The peer review process is essential for maintaining scientific integrity but can take up to six months or longer to complete. Preprints – manuscripts that have not undergone peer review – have gained support in recent times as they can expedite research findings into the public domain. During the current coronavirus pandemic in particular, the use of preprints has increased dramatically in response to the need for rapid data sharing in the global effort to contain the spread of the virus. A recent editorial in The BMJ by Dr van Schalkwyk and colleagues discusses the implications of this increase and whether the potential benefits of preprints outweigh the risks.
The main concerns regarding the use of preprints relate to matters of credibility and misinformation, whether intentional or otherwise. The authors highlight a recent example where two preprints proposing a protective link between smoking and COVID-19 were picked up by the media and widely disseminated. Questions were later raised about the study methods and potential author links to the tobacco industry.

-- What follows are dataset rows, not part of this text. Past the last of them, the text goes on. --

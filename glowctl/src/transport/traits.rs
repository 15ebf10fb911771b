// glowctl/src/transport/traits.rs

use crate::Result;

/// Setup packet fields for a vendor/class control write.
#[derive(Debug, Clone, Copy, PartialEq, Eq)]
pub struct ControlSetup {
    pub request_type: u8,
    pub request: u8,
    pub value: u16,
    pub index: u16,
}

/// UsbBackend abstracts raw device access away from descriptor/command logic.
///
/// An implementation owns the device handle and the "detached" bookkeeping
/// (whether the kernel driver was unbound to permit raw access). The claimed
/// interface must be released and, if detached, the kernel driver reattached
/// on every `close` path, including after errors. Backends are `Send` so a
/// registry can live inside a service thread.
pub trait UsbBackend: Send {
    /// Check whether a matching device is present on the bus.
    fn probe(&mut self) -> Result<bool>;

    /// Open the device: acquire the handle, detach the kernel driver from the
    /// target interface if it is bound, claim the interface.
    fn open(&mut self) -> Result<()>;

    /// Tear everything down, best effort. Release/reattach failures are
    /// logged and swallowed so the caller's cleanup path always completes.
    fn close(&mut self);

    /// Perform a control transfer write with the given setup packet.
    fn control_write(&mut self, setup: ControlSetup, data: &[u8], timeout_ms: u64) -> Result<()>;

    /// Whether this backend can service interrupt reads. Backends without
    /// interrupt support fall through the default no-op wait hooks.
    fn supports_interrupts(&self) -> bool {
        false
    }

    /// Queue an interrupt read on `endpoint`. The read is serviced by
    /// subsequent [`UsbBackend::poll_interrupt`] calls.
    fn submit_interrupt(&mut self, _endpoint: u8, _length: usize) -> Result<()> {
        Ok(())
    }

    /// Pump the pending interrupt read once. Returns true when the read has
    /// completed (or nothing is pending), false while it is still in flight.
    fn poll_interrupt(&mut self) -> bool {
        true
    }
}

The preprints were published on Qeios, which does not warn readers that content is not peer reviewed (unlike other platforms, such as medRxiv) and, until recently, did not require authors to declare potential conflicts of interest.
The authors suggest that preprint platforms require standards in order to maintain scientific integrity and minimise the potential misuse of the preprint publishing process by those with vested interests.

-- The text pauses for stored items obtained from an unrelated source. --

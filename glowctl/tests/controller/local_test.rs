#[path = "../common/mod.rs"]
mod common;

use std::sync::{Arc, Mutex};

use glowctl::Error;
use glowctl::controller::{Controller, LocalController};
use glowctl::device::registry::DeviceRegistry;
use glowctl::state::Mode;
use glowctl::test_support::{device_with_shared_mock, test_descriptor};
use glowctl::transport::MockBackend;

fn local_with_mock() -> (Arc<Mutex<MockBackend>>, LocalController) {
    let (mock, device) = device_with_shared_mock(test_descriptor(), true);
    let registry = DeviceRegistry::with_devices(vec![device]);
    (mock, LocalController::with_registry(registry))
}

#[test]
fn list_devices_maps_short_to_display_names() {
    let (_, mut controller) = local_with_mock();
    let devices = controller.list_devices().unwrap();
    assert_eq!(devices.len(), 1);
    assert_eq!(devices["test"], "Test Keyboard");
}

#[test]
fn absent_devices_are_not_listed() {
    let (mock, device) = device_with_shared_mock(test_descriptor(), true);
    mock.lock().unwrap().present = false;
    let mut controller =
        LocalController::with_registry(DeviceRegistry::with_devices(vec![device]));
    assert!(controller.list_devices().unwrap().is_empty());
}

#[test]
fn full_command_state_save_load_cycle() {
    let dir = tempfile::tempdir().unwrap();
    let path = dir.path().join("devices.gstate");

    let (_, mut controller) = local_with_mock();
    controller.set_color_at("test", "FF0000", 2).unwrap();
    controller.save_state(Some(&path)).unwrap();

    // A fresh controller replays the saved state on load.
    let (mock, device) = device_with_shared_mock(test_descriptor(), true);
    let mut fresh = LocalController::with_registry(DeviceRegistry::with_devices(vec![device]));
    fresh.load_state(Some(&path)).unwrap();

    let writes = mock.lock().unwrap().written_payloads();
    assert_eq!(writes.len(), 1);
    assert_eq!(
        writes[0],
        hex::decode("11ff0c3a0201ff00000200000000000000000000").unwrap()
    );

    let states = fresh.get_state().unwrap();
    match states["test"].mode() {
        Mode::Static { colors, uniform } => {
            assert!(!uniform);
            assert_eq!(colors[2].unwrap().to_string(), "ff0000");
        }
        other => panic!("expected static mode, got {:?}", other),
    }
}

#[test]
fn set_colors_routes_through_the_device() {
    let (mock, mut controller) = local_with_mock();
    let colors: Vec<String> = ["112233", "445566"].iter().map(|s| s.to_string()).collect();
    controller.set_colors("test", &colors).unwrap();
    assert_eq!(mock.lock().unwrap().writes.len(), 2);
}

#[test]
fn effects_route_through_the_device() {
    let (mock, mut controller) = local_with_mock();
    controller
        .set_breathe("test", "00ff00", Some(2000), Some(80))
        .unwrap();
    controller.set_cycle("test", None, None).unwrap();
    assert_eq!(mock.lock().unwrap().writes.len(), 2);
}

#[test]
fn load_state_requires_a_filename_locally() {
    let (_, mut controller) = local_with_mock();
    assert!(matches!(
        controller.load_state(None),
        Err(Error::NoStateFile)
    ));
}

At a minimum, they suggest that declarations of competing interests and funding sources should be made mandatory and transparent policies should be implemented for dealing with industry-funded research. The authors conclude that the use of evolving methods of publication, such as preprints, requires caution. Further scrutiny is needed to ensure that timely access to evidence is not undermined by potential harms resulting from the release and dissemination of unreliable data.